A: I think we were both unhappy with our different relationships at the time. I wouldn't put anything on the shoulders of the other persons. Things just don't work sometimes, and that's the way it goes. But we recognized that we were unhappy. And I saw this sweet, vulnerable soul, funny, also very smart and generous. I saw her with her kids, and she was so beautiful as a mom. It happens sometimes that you connect with your costar. It's normal. But at the end of the movie, it's just "delete" — you go home and it's good-bye. But it didn't happen. We kept calling each other on the phone all day long. And then one day we had to actually confront it. And we did. It was not easy.

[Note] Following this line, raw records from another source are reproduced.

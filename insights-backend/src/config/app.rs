use dotenvy::dotenv;
use std::env;
use std::path::PathBuf;

/// データファイルのデフォルトパス（作業ディレクトリからの相対パス）
pub const DEFAULT_DATA_PATH: &str = "data/teacher_activity_data.json";

#[derive(Clone, Debug, PartialEq, Eq)]
pub enum CorsOrigins {
    Any,
    List(Vec<String>),
}

impl CorsOrigins {
    fn parse(raw: &str) -> Self {
        let origins: Vec<String> = raw
            .split(',')
            .map(|s| s.trim().to_string())
            .filter(|s| !s.is_empty())
            .collect();

        if origins.is_empty() || origins.iter().any(|o| o == "*") {
            Self::Any
        } else {
            Self::List(origins)
        }
    }
}

#[derive(Clone, Debug)]
pub struct AppConfig {
    pub environment: String,
    pub host: String,
    pub port: u16,
    pub data_path: PathBuf,
    pub cors_allowed_origins: CorsOrigins,
}

impl AppConfig {
    pub fn from_env() -> Result<Self, String> {
        dotenv().ok(); // .env ファイルを読み込む (存在しなくてもエラーにしない)

        Ok(Self {
            environment: env::var("ENVIRONMENT").unwrap_or_else(|_| "development".to_string()),
            host: env::var("HOST").unwrap_or_else(|_| "0.0.0.0".to_string()),
            port: env::var("PORT")
                .unwrap_or_else(|_| "5000".to_string())
                .parse()
                .map_err(|_| "Invalid PORT value")?,
            data_path: env::var("DATA_PATH")
                .map_or_else(|_| PathBuf::from(DEFAULT_DATA_PATH), PathBuf::from),
            cors_allowed_origins: env::var("CORS_ALLOWED_ORIGINS")
                .map_or(CorsOrigins::Any, |raw| CorsOrigins::parse(&raw)),
        })
    }

    pub fn server_addr(&self) -> String {
        format!("{}:{}", self.host, self.port)
    }

    /// テスト用の設定を作成
    pub fn for_testing() -> Self {
        Self {
            environment: "test".to_string(),
            host: "127.0.0.1".to_string(),
            port: 0,
            data_path: PathBuf::from(DEFAULT_DATA_PATH),
            cors_allowed_origins: CorsOrigins::Any,
        }
    }
}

Q: How was it becoming a stepfather?
A: It was hard because the kids had to accept me, and I was totally inexperienced. Suddenly I had a 6-year-old girl, a 10-year-old boy, and Stella came along almost immediately. I was, "Oh, my God!" But as soon as the kids knew that I was there to stay, they were fine. They needed solid ground in which they could grow. As soon as I realized that, I started establishing my relationship, giving them security, little by little doing the father thing.

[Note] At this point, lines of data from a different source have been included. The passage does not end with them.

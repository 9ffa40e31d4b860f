//! Font matching and query

/// Font query for matching
#[derive(Debug, Clone)]
pub struct FontQuery {
    /// Font families to try (in order)
    pub families: Vec<String>,
}

impl FontQuery {
    /// Create a new font query
    pub fn new(families: &[&str]) -> Self {
        Self { families: families.iter().map(|s| s.to_string()).collect() }
    }
}

impl Default for FontQuery {
    fn default() -> Self {
        Self::new(&["sans-serif"])
    }
}

/// Resolve generic font family to concrete system families
pub fn resolve_generic_family(family: &str) -> &'static [&'static str] {
    match family.to_lowercase().as_str() {
        "serif" => &["Times New Roman", "Times", "DejaVu Serif", "Noto Serif"],
        "sans-serif" => &["Helvetica", "Arial", "DejaVu Sans", "Noto Sans", "Liberation Sans"],
        "monospace" => &["Courier New", "Menlo", "DejaVu Sans Mono", "Noto Sans Mono"],
        "system-ui" => &["San Francisco", "Segoe UI", "Ubuntu", "Cantarell"],
        _ => &[],
    }
}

Q: How long did that process take?
A: It took less than a year for them to realize that I was not temporary.
Q: Are you all close now?
A: Yes. They call me Paponio — Papa and Antonio. But Dakota is 22 already, and she's making movies. And Alexander is 26 and living in New York. And Mama and I have been together for 17 years now.
Q: That's a long time for a Hollywood marriage. What's your secret?

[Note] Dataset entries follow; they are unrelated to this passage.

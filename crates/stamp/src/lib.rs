//! stamp - render a string centered on a transparent canvas
//!
//! The pipeline allocates a canvas, resolves a font (falling back to a
//! built-in bitmap font when allowed), measures and centers the text, draws
//! it and writes the canvas as PNG.
//!
//! # Example
//!
//! ```no_run
//! use stamp::RenderConfig;
//!
//! # fn main() -> Result<(), Box<dyn std::error::Error>> {
//! let report = stamp::run(&RenderConfig::default().output("zero.png"))?;
//! println!("drew with {}", report.font.name());
//! # Ok(())
//! # }
//! ```

pub mod cli;
pub mod config;
mod pipeline;

pub use config::{DEFAULT_FONT_PATH, RenderConfig};
pub use pipeline::{FontOutcome, RenderReport, render, render_with_resolver, run};

/// Errors that can stop a render run
#[derive(Debug, thiserror::Error)]
pub enum StampError {
    /// Invalid configuration
    #[error("Invalid configuration: {0}")]
    Config(String),

    /// No font available under the fallback policy
    #[error("Font unavailable: {0}")]
    Font(#[from] stamp_text::FontLoadError),

    /// Drawing, encoding or writing failed
    #[error(transparent)]
    Render(#[from] stamp_render::RenderError),
}

/// Result type alias for render runs
pub type Result<T> = std::result::Result<T, StampError>;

A: The secret is that we had failures before. And love at the beginning is a rush. It's big, full of energy, beautiful. But it doesn't last like that. Melanie and I talked about that a lot. Are we going to make the mistake of looking back for that thing all the time? Or are we going to look ahead and create universes that are different? We made the second choice. That thing at the beginning disappeared, but it became something better. We discovered the value and warmth of family, and what is home — that we can be stronger together. That thing that you thought was gone comes back again, and you fall in love again. Even in crisis, we have been patient enough to detect that at the end of the tunnel was a light. We have had as many problems as anybody. We've never hidden it. We've been open about addictions, in the case of Melanie. She has overcome her problems beautifully. I didn't know she was so strong. It makes me love her even more, because she has been an unbelievable lion fighting, and she got it. The last [relapse] was three years ago, and it just welded us.